An evil genius and a naïve nerd fight to the death as a fearful world waits trembling.
Kenneth Cooke, director of the secret government project Mirage, is sore as a boil that he’s being shut down willy-nilly with no warning, no explanation beyond the fact that suddenly what was secret isn’t secret anymore, which means the powers that be—whoever they are—are running scared. Not fair, Cooke fumes. Not after all the applied brilliance it took to develop Neo-Ketamine, a mind-altering drug so efficient, so cutting-edge that it will lift terrorism to a whole new level. Whoever “they” are, he vows, will be made to pay. And soon enough he’s asking payment from a party of anarchic Serbians as well: $70 million and the drug is theirs.
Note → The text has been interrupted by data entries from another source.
use pbkdf2::pbkdf2_hmac;
use sha2::{Digest, Sha256};

/// PBKDF2 work factor. Brute-forcing the master secret from a leaked
/// envelope costs this many HMAC rounds per guess per user.
pub const KDF_ROUNDS: u32 = 100_000;

pub const SALT_LEN: usize = 16;

/// Stable per-user salt: the first 16 bytes of SHA-256 over the decimal id.
pub fn user_salt(user_id: i64) -> [u8; SALT_LEN] {
    let digest = Sha256::digest(user_id.to_string().as_bytes());
    let mut salt = [0u8; SALT_LEN];
    salt.copy_from_slice(&digest[..SALT_LEN]);
    salt
}

/// Derive the 256-bit AES key for one user from the master secret.
pub fn derive_user_key(master_secret: &[u8], user_id: i64) -> [u8; 32] {
    let mut key = [0u8; 32];
    pbkdf2_hmac::<Sha256>(master_secret, &user_salt(user_id), KDF_ROUNDS, &mut key);
    key
}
To prove how extraordinary his elixir is, Cooke is prepared to arrange six simultaneous disaster-demonstrations: six bombings in six major American cities to be triggered by six drugged-up mules, who, thanks to the action of Neo-Ketamine, will have no interest in surviving. That sounds good to the Serbians, and Cooke would be riding high were it not for pesky John Berger, his mule turned accidental nemesis. The wimpish wuss Berger has proven to be stubbornly, mysteriously, dangerously Neo-Ketamine–resistant. Moreover, he’s annoyingly elusive. No matter how often and how cleverly Cooke tries to arrange his demise, Berger flops into a safety net. Finally, in a blood-spattered denouement, crackpot Cooke and his puppet Berger—his brain partially washed, partially dried—go at it one on one, world peace in the balance.
Passman (The Visionary, 1999) inches closer to getting it right. His plotting is still way over the top, but his feckless, clueless, fearless hero is almost appealing enough to save the day.